И в нем помимо обычных зеркал, наделенных особой метафорической миссией, есть и еще одно, возможно, самое важное зеркало: это лицо — зеркало души. Подходит к этой теме автор издалека. То появляется художник, для которого автопортреты великих всегда означают какие-то переломные моменты их судьбы: «Автопортрет —особый жанр, его с бухты-барахты не пишут. Время должно наступить особое, когда захочется изобразить самого себя с такой силой, что спать не можешь!» То Герде ее лицо представляется индейской маской, которую нужно содрать, чтобы пробиться к себе всамделишней: «Вцепляясь в щеки, в кожу на лбу, оттягивая нос, я пытаюсь отлепить от черепа обманный лик. Тщетно! Похоже, стадия настолько безнадежна, что маска буквально приросла к лицу, прилипла намертво!»
И она начинает — она же художница! — лепить из своего отражения воображаемый идеал.

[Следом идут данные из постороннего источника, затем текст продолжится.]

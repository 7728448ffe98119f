//! Selection of stored reports for offline review.

use super::{Report, ReportStatus};

/// Criteria for listing reports.
#[derive(Debug, Clone, Default, PartialEq, Eq)]
pub struct ReportFilter {
    /// Only reports with this status.
    pub status: Option<ReportStatus>,

    /// Only reports filed by this user.
    pub reporter: Option<i64>,

    /// At most this many reports, newest first.
    pub limit: Option<usize>,
}

impl ReportFilter {
    /// Checks whether a single report matches the status and reporter criteria.
    #[must_use]
    pub fn matches(&self, report: &Report) -> bool {
        self.status.is_none_or(|status| report.status == status)
            && self.reporter.is_none_or(|id| report.reporter.id == id)
    }

    /// Returns matching reports, newest first.
    #[must_use]
    pub fn apply<'a>(&self, reports: &'a [Report]) -> Vec<&'a Report> {
        reports
            .iter()
            .rev()
            .filter(|r| self.matches(r))
            .take(self.limit.unwrap_or(usize::MAX))
            .collect()
    }
}

/// Counts of reports per status.
#[derive(Debug, Clone, Copy, Default, PartialEq, Eq)]
pub struct StatusCounts {
    pub pending: usize,
    pub resolved: usize,
    pub rejected: usize,
}

impl StatusCounts {
    /// Tallies the reports.
    #[must_use]
    pub fn tally(reports: &[Report]) -> Self {
        reports.iter().fold(Self::default(), |mut counts, report| {
            match report.status {
                ReportStatus::Pending => counts.pending += 1,
                ReportStatus::Resolved => counts.resolved += 1,
                ReportStatus::Rejected => counts.rejected += 1,
            }
            counts
        })
    }

    /// Total number of reports.
    #[must_use]
    pub const fn total(&self) -> usize {
        self.pending + self.resolved + self.rejected
    }
}

#[cfg(test)]
mod tests {
    use chrono::Local;

    use super::*;
    use crate::reports::{ReportKind, ReportReason, Reporter};

    fn report(id: &str, reporter: i64, status: ReportStatus) -> Report {
        Report {
            id: id.to_owned(),
            created_at: Local::now(),
            reporter: Reporter {
                id: reporter,
                full_name: "Someone".to_owned(),
            },
            kind: ReportKind::Group,
            target: "@some_group".to_owned(),
            reason: ReportReason::Spam,
            details: String::new(),
            status,
            reviewed_by: None,
        }
    }

    fn sample() -> Vec<Report> {
        vec![
            report("1", 10, ReportStatus::Pending),
            report("2", 20, ReportStatus::Resolved),
            report("3", 10, ReportStatus::Rejected),
            report("4", 10, ReportStatus::Pending),
        ]
    }

    fn ids(reports: &[&Report]) -> Vec<String> {
        reports.iter().map(|r| r.id.clone()).collect()
    }

    #[test]
    fn test_default_filter_lists_all_newest_first() {
        let reports = sample();
        assert_eq!(ids(&ReportFilter::default().apply(&reports)), ["4", "3", "2", "1"]);
    }

    #[test]
    fn test_filter_by_status_and_reporter() {
        let reports = sample();
        let filter = ReportFilter {
            status: Some(ReportStatus::Pending),
            reporter: Some(10),
            limit: None,
        };
        assert_eq!(ids(&filter.apply(&reports)), ["4", "1"]);
    }

    #[test]
    fn test_filter_limit() {
        let reports = sample();
        let filter = ReportFilter {
            limit: Some(2),
            ..ReportFilter::default()
        };
        assert_eq!(ids(&filter.apply(&reports)), ["4", "3"]);
    }

    #[test]
    fn test_status_counts() {
        let counts = StatusCounts::tally(&sample());
        assert_eq!(
            counts,
            StatusCounts {
                pending: 2,
                resolved: 1,
                rejected: 1
            }
        );
        assert_eq!(counts.total(), 4);
    }
}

«Лицо и тело моего второго „я“ будто сделаны из пластилина —лепи как бог на душу положит. Я и стараюсь, словно какой-нибудь Фидий, о ком рассказывали в художественной школе. Или Пигмалион, о нем тоже рассказывали; только не помню, что именно они лепили? А-а, неважно, моя цель — вылепить неземную красавицу, и я стараюсь на совесть. Дело в том, что по ходу лепки я тоже меняюсь, мы же связаны с отражением, типа одно целое. Каждое мое движение, каждое вмешательство в ее внешность —меняет и меня, так что спустя время мы обе становимся неземными красавицами».
Эта фантазия — меняя зеркало души, точнее его отражение в искусстве, можно постепенно изменить и самое душу — переходит в некую материализацию метафоры, в метод если уж не полного излечения, то хотя бы корректировки душевных болезней. С одной стороны, история этих преображений может послужить аллегорией искусства, исправляющего нравы. С другой —это вполне реалистическая и даже жестко реалистическая картина некоей психиатрической Мекки, в которую близкие скорбных духом свозят своих невольных палачей в последней надежде на облегчение как их, так и собственных мук. Эта Мекка «вовсе не оторвана от большого мира, сюда втекают ручейки информации и даже одна река, бурная, как Терек, и полноводная, как Енисей. Запросы идут не просто со всей страны — со всех точек планеты, каковая оказалась не весьма большой. И везде, от Лихтенштейна до Папуа сумасшедшая братия мучается и стонет, одинаково беспомощная перед Его Величеством Безумием. Где-то безумца по-прежнему в ледяную воду окунают, где-то долбят мозги продуктами фарминдустрии, каковых производится все больше».
Обитатели Мекки изображены, как и все прочие персонажи, безо всяких идеализаций, это Шпакову совершенно несвойственно; отношения между ними тоже далеки от идиллии — в идиллии Шпаков не верит. Но некий высокий смысл в романе очень даже просвечивает. Пересказывать не буду, чтобы не портить впечатление: «Пленники амальгамы» не просто отлично написанный и глубокий роман — он еще и чрезвычайно увлекателен.
Его нужно прочесть. В нем есть и мысль, и жизнь, и слезы, и любовь.